Espaços como o da Praça do Carmo, em Olinda, são usados como dormitório
Marcílio Albuquerque
Folha-PE

“Lembro que a gente vinha pra cá com o propósito de paquerar as moças. Eu vestia a melhor roupa, passava um bom perfume e encontrava a casa cheia. Era uma brincadeira saudável que já não existe mais”, recorda o aposentado Alcides Ribeiro, de 90 anos. Morador de Olinda, desde garoto, ele parece abrir um baú de memórias ao falar do único coreto do lugar, instalado no largo do Carmo, bem aos pés do majestoso templo católico. “No domingo à tarde havia a retreta, com a banda dos militares ecoando e todos acompanhando ao redor. Eram boas risadas garantidas e assuntos que não tinham fim”, complementa.
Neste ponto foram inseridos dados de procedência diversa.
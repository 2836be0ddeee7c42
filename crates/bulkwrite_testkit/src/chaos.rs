//! A plan-driven transport that misbehaves on purpose.
//!
//! Each call consumes one [`AttemptPlan`]. The plan assigns an outcome to
//! every request entry (cycling through its outcome list), may reverse the
//! delivery order and sets the final call status. Once the plans run out,
//! calls confirm everything, so any retry loop eventually ends.

use bulkwrite_engine::{MutateRowsTransport, ResponseStream};
use bulkwrite_protocol::{EntryStatus, MutateRowsRequest, MutateRowsResponse, Status, StatusCode};
use parking_lot::Mutex;
use std::collections::VecDeque;

/// Outcome of one entry within a planned attempt.
#[derive(Debug, Clone, Copy, PartialEq, Eq)]
pub enum ItemOutcome {
    /// Confirmed.
    Ok,
    /// Rejected with `Unavailable`.
    Transient,
    /// Rejected with `FailedPrecondition`.
    Permanent,
    /// Never reported.
    Omitted,
}

impl ItemOutcome {
    /// The status reported for this outcome, if any.
    pub fn status(&self) -> Option<Status> {
        match self {
            ItemOutcome::Ok => Some(Status::ok()),
            ItemOutcome::Transient => Some(Status::unavailable("planned transient failure")),
            ItemOutcome::Permanent => Some(Status::new(
                StatusCode::FailedPrecondition,
                "planned permanent failure",
            )),
            ItemOutcome::Omitted => None,
        }
    }
}

/// The behavior of one call.
#[derive(Debug, Clone)]
pub struct AttemptPlan {
    /// Outcomes, applied to entry `i` as `outcomes[i % outcomes.len()]`.
    pub outcomes: Vec<ItemOutcome>,
    /// Final call status.
    pub call_status: Status,
    /// Deliver entry statuses in reverse order.
    pub reverse: bool,
}

impl AttemptPlan {
    /// Confirms every entry.
    pub fn all_ok() -> Self {
        Self {
            outcomes: vec![ItemOutcome::Ok],
            call_status: Status::ok(),
            reverse: false,
        }
    }

    /// The outcome for entry `index`.
    pub fn outcome_for(&self, index: usize) -> ItemOutcome {
        if self.outcomes.is_empty() {
            ItemOutcome::Ok
        } else {
            self.outcomes[index % self.outcomes.len()]
        }
    }
}

/// What a call received and what it reported.
#[derive(Debug, Clone)]
pub struct RecordedCall {
    /// The request as received.
    pub request: MutateRowsRequest,
    /// Entry statuses, in delivery order.
    pub reported: Vec<EntryStatus>,
    /// Final call status.
    pub status: Status,
}

impl RecordedCall {
    /// Row keys of the entries reported with `Ok`.
    pub fn confirmed_keys(&self) -> Vec<bytes::Bytes> {
        self.reported
            .iter()
            .filter(|e| e.status.is_ok())
            .filter_map(|e| usize::try_from(e.index).ok())
            .filter_map(|i| self.request.entries.get(i))
            .map(|entry| entry.row_key.clone())
            .collect()
    }
}

/// Transport replaying [`AttemptPlan`]s.
#[derive(Debug, Default)]
pub struct ChaosTransport {
    plans: Mutex<VecDeque<AttemptPlan>>,
    calls: Mutex<Vec<RecordedCall>>,
}

impl ChaosTransport {
    /// Creates a transport replaying `plans`.
    pub fn new(plans: impl IntoIterator<Item = AttemptPlan>) -> Self {
        Self {
            plans: Mutex::new(plans.into_iter().collect()),
            calls: Mutex::new(Vec::new()),
        }
    }

    /// Calls made so far.
    pub fn calls(&self) -> Vec<RecordedCall> {
        self.calls.lock().clone()
    }

    /// Number of calls made.
    pub fn call_count(&self) -> usize {
        self.calls.lock().len()
    }
}

impl MutateRowsTransport for ChaosTransport {
    fn mutate_rows(&self, request: &MutateRowsRequest) -> Box<dyn ResponseStream + '_> {
        let plan = self
            .plans
            .lock()
            .pop_front()
            .unwrap_or_else(AttemptPlan::all_ok);

        let mut reported: Vec<EntryStatus> = (0..request.len())
            .filter_map(|i| {
                plan.outcome_for(i)
                    .status()
                    .map(|status| EntryStatus::new(i as i64, status))
            })
            .collect();
        if plan.reverse {
            reported.reverse();
        }

        self.calls.lock().push(RecordedCall {
            request: request.clone(),
            reported: reported.clone(),
            status: plan.call_status.clone(),
        });

        Box::new(PlannedStream {
            responses: reported
                .into_iter()
                .map(|entry| MutateRowsResponse::new(vec![entry]))
                .collect(),
            status: plan.call_status,
        })
    }
}

struct PlannedStream {
    responses: VecDeque<MutateRowsResponse>,
    status: Status,
}

impl ResponseStream for PlannedStream {
    fn read(&mut self) -> Option<MutateRowsResponse> {
        self.responses.pop_front()
    }

    fn finish(&mut self) -> Status {
        self.status.clone()
    }

    fn cancel(&mut self) {
        self.responses.clear();
        self.status = Status::cancelled("call cancelled by client");
    }
}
A composição tem parte do gradil riscado e muito entulho no interior. O problema também é social e, apesar do dia já claro, quem passou a noite por ali ainda não encontrava motivos para levantar. Perto da avenida Agamenon Magalhães, um dos mais importantes corredores viários da Capital, a Praça do Derby ainda abriga um coreto. Apesar do bom estado, ele passa despercebido pelo expressivo número de trabalhadores e estudantes que trafegam ao seu redor. O jardim ao seu lado tem assinatura famosa. Projetado pelo paisagista Roberto Burle Marx, recebeu o status de patrimônio nacional. “Seria tão legal se houvesse alguém por aqui para contar as suas origens ou, ao menos, uma placa de sinalização”, diz a recepcionista Helena Gomes, enquanto aproveita o horário do almoço para descansar.
No encontro das ruas da Concórdia e Imperial, o coreto da praça Sérgio Loreto se integrou à paisagem do bairro de São José. Ele já foi branco, amarelo e agora exibe um alegre tom laranja. Por lá, nem mesmo o imponente galo esculpido em bronze, marco do carnaval pernambucano, conseguiu escapar da ação dos vândalos. Ele perdeu parte da cauda e uma das asas. No chão, papelões e muita sujeira dão indícios da sua atual utilização. “Isso aqui virou ponto de consumo de drogas”, revela um auxiliar de depósito que, por medo, prefere não se identificar.
Um clima bucólico ainda impera na praça Fernando Figueira, na Ilha do Leite, região conhecida por abrigar um requisitado polo médico. No espaço público, que antes trazia o nome do expressivo poeta espanhol Miguel de Cervantes, também pode ser encontrado mais um coreto recifense. A estrutura lateral em madeira está nova e ainda reluz seu traçado em verniz. A aparência convidativa, na verdade, é fruto dos cuidados prestados pela iniciativa privada, situação flagrada durante a reportagem.
Passando para a vizinha Jaboatão dos Guararapes, dois exemplares também podem ser vistos. Um deles fica logo no centro, na arborizada praça Dantas Barreto. O lugar é caminho de muitos, fruto de sua proximidade com a estação do metrô e um concorrido posto de recrutamento profissional. O segundo ponto está bem mais adiante, no bairro do Socorro, na praça Marechal Floriano Peixoto. A reclamação dos moradores, dessa vez, diz respeito à violência. Já que o local, que tinha essência de festa, também foi cenário de ações criminosas. Apesar de se localizar bem diante de um amplo quartel general, responsável por sua manutenção, o clima é de medo.